I was able to attend Strategicon's Gamex 2020 this May 22-25 Weekend! The group opted to go for an online event, which meant the bigger possibility to attend regardless of one's geographic location. The hours were quite certainly a challenge, however, given the time different between the Philippines and California. But I truly missed being able to go. Despite having only gone to two Strategicon events in the past (with one of them being a guest), both instances have been quite memorable in all the good ways. And both were events where I had the good fortune to make awesome connections and meet with wonderful friends.
This year, thankfully, would be just as awesome.
The first few days had me extremely passive. Anxiety and fear welled up from old trauma, keeping me from opening up and connecting with others. I couldn't even find the courage to log onto Discord to participate in the event despite some friends telling me I was welcome. I pushed harder, later on, logged in and while I entertained participation in some game demos, I ended up chickening out and begging of. It was a bit sad, the way I was just... not being myself. Eventually, I found myself listening to a talk on game design and staying camera off despite practically everyone else in the room openly sharing ideas and discussing their thoughts. It was an amazing talk at that, with the discussion talking about the design process, the importance of sensitivity readers, the realization that in the end, when you write what you write and know you are coming from a good place, there will always be the possibility of others asking if you did the due diligence to check your material for cultural concerns. What struck me was the admission that everything we are doing now will probably be seen as "insufficient" years down the line. So its important to at least be sure to make your intentions clear as well in the text.
Deep down, I was scared. I felt like the moment I tried to participate, people might question why I was even there. I saw discussions on running games came up and I wanted to offer a session or two. I was tempted to volunteer. But still the fears shut me up.
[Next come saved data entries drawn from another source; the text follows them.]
use std::path::PathBuf;

use thiserror::Error;

#[derive(Debug, Error)]
pub enum Error {
    #[error("File is not executable: {}", path.display())]
    FileNotExecutable { path: PathBuf },

    #[error("Unsupported architecture: {machine}")]
    UnsupportedArchitecture { machine: String },

    #[error("Invalid offsets for {kind}: {input:?}")]
    InvalidOffsetFormat { kind: String, input: String },

    #[error("Invalid data type: {0}")]
    UnknownDataType(String),

    #[error("Failed to open {}: {source}", path.display())]
    FileOpen {
        path: PathBuf,
        #[source]
        source: std::io::Error,
    },

    #[error("Failed to inspect binary: {0}")]
    Inspect(String),

    #[error("IO error: {0}")]
    Io(#[from] std::io::Error),

    #[error("JSON error: {0}")]
    Json(#[from] serde_json::Error),

    #[error("Plan file error: {0}")]
    Toml(#[from] toml::de::Error),
}

pub type Result<T> = std::result::Result<T, Error>;

impl Error {
    /// Check if this error is a "file not found" error
    pub fn is_not_found(&self) -> bool {
        match self {
            Error::Io(e) | Error::FileOpen { source: e, .. } => {
                e.kind() == std::io::ErrorKind::NotFound
            }
            _ => false,
        }
    }

    /// Errors that are recovered by asking for a different file path
    pub fn requires_new_path(&self) -> bool {
        matches!(
            self,
            Error::FileNotExecutable { .. } | Error::UnsupportedArchitecture { .. }
        ) || self.is_not_found()
    }
}
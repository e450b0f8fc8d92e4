//! CLI command implementations.
//!
//! This module contains the implementation of each CLI command.

pub mod arch;
pub mod check;
pub mod hex_utils;
pub mod hexdump;
pub mod patch;
pub mod table;
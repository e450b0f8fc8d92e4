//! Random-access byte I/O on the patch target.

mod file;
mod memory;

pub use file::PatchFile;
pub use memory::MemoryWriter;

use std::io;

/// Positioned reads and in-place writes over a fixed-size target.
///
/// Writes never grow the target: a range past the end fails with
/// `UnexpectedEof`.
pub trait ByteWriter {
    /// Target size in bytes
    fn size(&self) -> u64;

    fn read_at(&mut self, offset: u64, len: usize) -> io::Result<Vec<u8>>;

    fn write_at(&mut self, offset: u64, bytes: &[u8]) -> io::Result<()>;

    /// Commit pending writes durably
    fn flush(&mut self) -> io::Result<()>;
}

/// Fail unless `offset..offset + len` lies inside a target of `size` bytes.
pub fn check_range(size: u64, offset: u64, len: usize) -> io::Result<()> {
    let end = offset.checked_add(len as u64);
    match end {
        Some(end) if end <= size => Ok(()),
        _ => Err(io::Error::new(
            io::ErrorKind::UnexpectedEof,
            format!(
                "range 0x{:X}+{} is beyond end of file (size 0x{:X})",
                offset, len, size
            ),
        )),
    }
}
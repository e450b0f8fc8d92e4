use serde::Serialize;

use super::validator::parse_offsets;
use crate::error::Result;
use crate::table::RequestedKind;

/// Offsets requested for one kind, in the order given
#[derive(Debug, Clone, PartialEq, Eq, Serialize)]
pub struct OffsetEntry {
    pub kind: RequestedKind,
    pub offsets: Vec<u64>,
}

/// Where each kind's code should be written.
///
/// Entries keep insertion order. Offsets are not deduplicated.
#[derive(Debug, Clone, Default, PartialEq, Eq, Serialize)]
pub struct OffsetRequest {
    entries: Vec<OffsetEntry>,
}

impl OffsetRequest {
    pub fn new() -> Self {
        Self::default()
    }

    /// Build from raw `(kind name, offset list)` pairs.
    ///
    /// Entries are ordered by the table's kind order, unrecognised names last.
    pub fn from_raw<I, K, V>(pairs: I) -> Result<Self>
    where
        I: IntoIterator<Item = (K, V)>,
        K: AsRef<str>,
        V: AsRef<str>,
    {
        let mut request = Self::new();
        for (kind, raw) in pairs {
            request.add_raw(kind.as_ref(), raw.as_ref())?;
        }
        request.entries.sort_by(|a, b| a.kind.cmp(&b.kind));
        Ok(request)
    }

    /// Append offsets for a kind, merging with an earlier entry of the same kind.
    pub fn push(&mut self, kind: impl Into<RequestedKind>, offsets: Vec<u64>) {
        let kind = kind.into();
        match self.entries.iter_mut().find(|entry| entry.kind == kind) {
            Some(entry) => entry.offsets.extend(offsets),
            None => self.entries.push(OffsetEntry { kind, offsets }),
        }
    }

    /// Validate and parse a raw offset list, then append it.
    pub fn add_raw(&mut self, kind: &str, raw: &str) -> Result<()> {
        let offsets = parse_offsets(kind, raw.trim())?;
        self.push(kind, offsets);
        Ok(())
    }

    pub fn entries(&self) -> &[OffsetEntry] {
        &self.entries
    }

    /// Every `(kind, offset)` pair in application order
    pub fn targets(&self) -> impl Iterator<Item = (&RequestedKind, u64)> {
        self.entries
            .iter()
            .flat_map(|entry| entry.offsets.iter().map(move |&offset| (&entry.kind, offset)))
    }

    pub fn offset_count(&self) -> usize {
        self.entries.iter().map(|entry| entry.offsets.len()).sum()
    }

    pub fn is_empty(&self) -> bool {
        self.offset_count() == 0
    }
}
I opted to join instead a game. My dear friend Tomer, who I feel is one of the most generous and passionate people when it comes to gaming in Glendale, was running a game called, Dreams of the Aquarium. It was a game still being developed, and I sincerely felt in my heart that if I didn't find the courage to join any game, I probably never would ever again. I joined the game and prayed I did not make a mistake.
Thank the geek gods it was not.
After introducing myself, I immediately felt welcomed. I should give a small spotlight on Gerrit, an online friend who previously featured my photo in a comprehensive article on Live Action Online Games expressed joy in finally having a chance to game with me. His outburst of joy truly shook me out of my funk and brought tears to my eyes. I realized I had to stop being afraid. I had to simply reach out to the community and say hello. After some brief technical issues, we soon were working on the set up for the game. It was a GMless game, and each of us played a sea creature. Tomer was an excitable new fish named Tommyasha, Steven a grumpy goldfish named Kingyo, J an atypical loner hermit crab named Masaya, Gerrit a somber hard-working cleaner fish, and I played the friendly seahorse who was pregnant with his babies, Larry. We mapped out the game's setting. mood, and feel, which included what expectations we had in the game, what safety tools we were using, and had the location as a outdoor pond which had an indoor aquarium area facing the basement of a mystery house. There was the annoying owner and the truly frustrating intern who just didn't seem to be interested in doing his job.
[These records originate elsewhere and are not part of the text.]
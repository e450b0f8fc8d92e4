//! CLI implementation of Prompter for the interactive patch flow

use std::cell::Cell;
use std::io::{self, BufRead, Write};

use libpatcher_core::{Prompter, SemanticValueKind};
use owo_colors::OwoColorize;

/// Terminal prompter. End of input is treated as an abort.
#[derive(Default)]
pub struct CliPrompter {
    offsets_hint_shown: Cell<bool>,
}

impl CliPrompter {
    pub fn new() -> Self {
        Self::default()
    }

    fn read_line(&self, prompt: &str) -> Option<String> {
        print!("{}", prompt.yellow().bold());
        io::stdout().flush().ok();

        let mut line = String::new();
        match io::stdin().lock().read_line(&mut line) {
            Ok(0) => None,
            Ok(_) => Some(line.trim_end_matches(['\r', '\n']).to_string()),
            Err(e) => {
                eprintln!("Failed to read input: {}", e);
                None
            }
        }
    }
}

impl Prompter for CliPrompter {
    fn prompt_path(&self, retry: bool) -> Option<String> {
        if retry {
            self.read_line("\nEnter executable path (or 'x' to terminate): ")
        } else {
            println!(
                "\n{}",
                "// Remember, arm64-v8a and armeabi-v7a are acceptable.".cyan()
            );
            self.read_line("\nEnter executable path: ")
        }
    }

    fn prompt_offsets(&self, kind: SemanticValueKind, retry: bool) -> Option<String> {
        if !self.offsets_hint_shown.replace(true) {
            println!(
                "\n{}\n{}\n",
                "// Leave empty if not necessary.".cyan(),
                "// Separate by commas if there are multiple offsets.".cyan()
            );
        }

        if retry {
            println!("{}", "(e.g. 0x100 or 0x100,0x200)".dimmed());
        }
        self.read_line(&format!("Enter offsets for {}: ", kind))
    }

    fn display_message(&self, message: &str) {
        println!("\n{}", message.green().bold());
    }

    fn display_warning(&self, message: &str) {
        eprintln!("{}", message.red().bold());
    }
}
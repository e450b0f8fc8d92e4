//! Table command implementation.

use anyhow::Result;
use libpatcher_core::{Arch, SemanticValueKind, code_for, encode_hex};
use strum::IntoEnumIterator;

/// Run the table command
pub fn run(arch: Option<Arch>) -> Result<()> {
    for arch in Arch::iter().filter(|a| arch.is_none_or(|only| only == *a)) {
        println!("=== {} ({}) ===", arch, arch.family_name());
        for kind in SemanticValueKind::all() {
            println!(
                "  {:<14} {:<32} {}",
                kind.name(),
                encode_hex(code_for(kind, arch)),
                kind.describe()
            );
        }
        println!();
    }

    Ok(())
}
use anyhow::Result;
use clap::Parser;
use tracing::debug;
use tracing_subscriber::EnvFilter;

mod cli;
mod commands;
mod prompter;

use cli::{Cli, Command};

fn main() -> Result<()> {
    let cli = Cli::parse();

    // Initialize logging
    let level = if cli.verbose { "debug" } else { "info" };
    tracing_subscriber::fmt()
        .with_env_filter(
            EnvFilter::from_default_env()
                .add_directive(format!("libpatcher_cli={}", level).parse()?)
                .add_directive(format!("libpatcher_core={}", level).parse()?),
        )
        .with_target(false)
        .init();

    debug!("libpatcher {}", env!("CARGO_PKG_VERSION"));

    match cli.command {
        Command::Patch(args) => commands::patch::run(args),
        Command::Arch { file } => commands::arch::run(&file),
        Command::Table { arch } => commands::table::run(arch),
        Command::Check { offsets } => commands::check::run(&offsets),
        Command::Hexdump {
            file,
            offset,
            size,
            no_ascii,
        } => commands::hexdump::run(&file, &offset, size, !no_ascii),
    }
}
//! Check command implementation.

use anyhow::{Result, bail};
use libpatcher_core::{format_offset, parse_offsets, validate_offsets};

/// Run the check command
pub fn run(offsets: &str) -> Result<()> {
    if !validate_offsets(offsets) {
        bail!(
            "Invalid offsets format: {:?} (e.g. 0x100 or 0x100,0x200)",
            offsets
        );
    }

    let parsed = parse_offsets("offsets", offsets)?;
    if parsed.is_empty() {
        println!("Valid (no offsets)");
        return Ok(());
    }

    println!("Valid ({} offset(s)):", parsed.len());
    for offset in parsed {
        println!("  {} ({})", format_offset(offset), offset);
    }

    Ok(())
}
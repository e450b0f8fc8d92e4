//! Patch plan files.
//!
//! A plan lets a patch run skip the prompts:
//!
//! ```toml
//! file = "lib/arm64-v8a/libgame.so"
//!
//! [offsets]
//! boolean_true = "0x1A2B0, 0x1A7F4"
//! void_nop = "0x2C000"
//! ```
//!
//! A relative `file` is resolved against the plan's directory.

use std::collections::BTreeMap;
use std::fs;
use std::path::{Path, PathBuf};

use serde::{Deserialize, Serialize};
use tracing::debug;

use crate::error::Result;
use crate::offset::OffsetRequest;

#[derive(Debug, Clone, Default, PartialEq, Eq, Serialize, Deserialize)]
pub struct PatchPlan {
    #[serde(default)]
    pub file: Option<PathBuf>,
    /// Kind name -> offset list, in the prompt's grammar
    #[serde(default)]
    pub offsets: BTreeMap<String, String>,
}

impl PatchPlan {
    pub fn load<P: AsRef<Path>>(path: P) -> Result<Self> {
        let path = path.as_ref();
        let content = fs::read_to_string(path)?;
        let mut plan = Self::parse(&content)?;

        if let Some(file) = plan.file.as_mut()
            && file.is_relative()
            && let Some(dir) = path.parent()
        {
            *file = dir.join(&*file);
        }

        debug!(
            "Loaded plan {} ({} kinds)",
            path.display(),
            plan.offsets.len()
        );
        Ok(plan)
    }

    pub fn parse(content: &str) -> Result<Self> {
        Ok(toml::from_str(content)?)
    }

    /// Validate every list and build the request
    pub fn to_request(&self) -> Result<OffsetRequest> {
        OffsetRequest::from_raw(&self.offsets)
    }
}
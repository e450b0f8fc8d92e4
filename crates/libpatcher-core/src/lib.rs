//! # libpatcher-core
//!
//! Core library for patching ARM executables at known offsets.
//!
//! This crate provides:
//! - Architecture detection (goblin-backed inspector + classifier)
//! - The patch code table (semantic value kind x architecture -> machine code)
//! - Offset list validation and patch requests
//! - The patch engine, with per-offset outcomes and run reports
//! - The interactive patch flow, driven through a [`Prompter`]

pub mod arch;
pub mod engine;
pub mod error;
pub mod flow;
pub mod offset;
pub mod plan;
pub mod report;
pub mod table;
pub mod writer;

#[cfg(test)]
pub mod mock;

pub use arch::{
    Arch, ArchitectureFamily, BinaryFormat, BinaryInspector, MachineInfo, ObjectInspector,
    classify, machine_info, resolve_architecture,
};
pub use engine::{
    PatchContext, PatchEngine, PreviewEntry, PreviewStatus, apply_request, preview_request,
};
pub use error::{Error, Result};
pub use flow::{FlowMode, FlowResult, FlowState, PatchFlow, Prompter};
pub use offset::{
    OffsetEntry, OffsetRequest, format_offset, parse_offsets, validate_offsets,
};
pub use plan::PatchPlan;
pub use report::{PatchFailure, PatchOutcome, PatchReport, PatchStatus};
pub use table::{RequestedKind, SemanticValueKind, code_for, encode_hex, lookup};
pub use writer::{ByteWriter, MemoryWriter, PatchFile};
While this might sound like the game has player elimination, that was not the case. Players whose fish were eliminated still contributed to the story, as they now had the option to introduce events and twists using the humans, and the environment surrounding the game. By the end of the game, Masaya was our final survivor and the tough little hermit crab found itself forming an amazing bond with the intern who had then falling in love with the aquarium and used social media to rally the people to support it more.
The game was beautiful.
It helped me celebrate how much I love my father, who passed away last April, as I embodied (briefly) a man willing to do anything to give his children a chance in the future. And from the short sharing after with the group, I also learned more about the significance of the game and the roots of its creation. I felt truly happy to have played with friends and I realized in my heart that I truly should continue to reach out. To make connections with the community. And celebrate the joy we share when we play together.
Thank you so much, Strategicon for Gamex 2020.
I do hope you consider having more online events for people like me who live so far away from California to have a chance to join the wonderful event. Thank you so very much!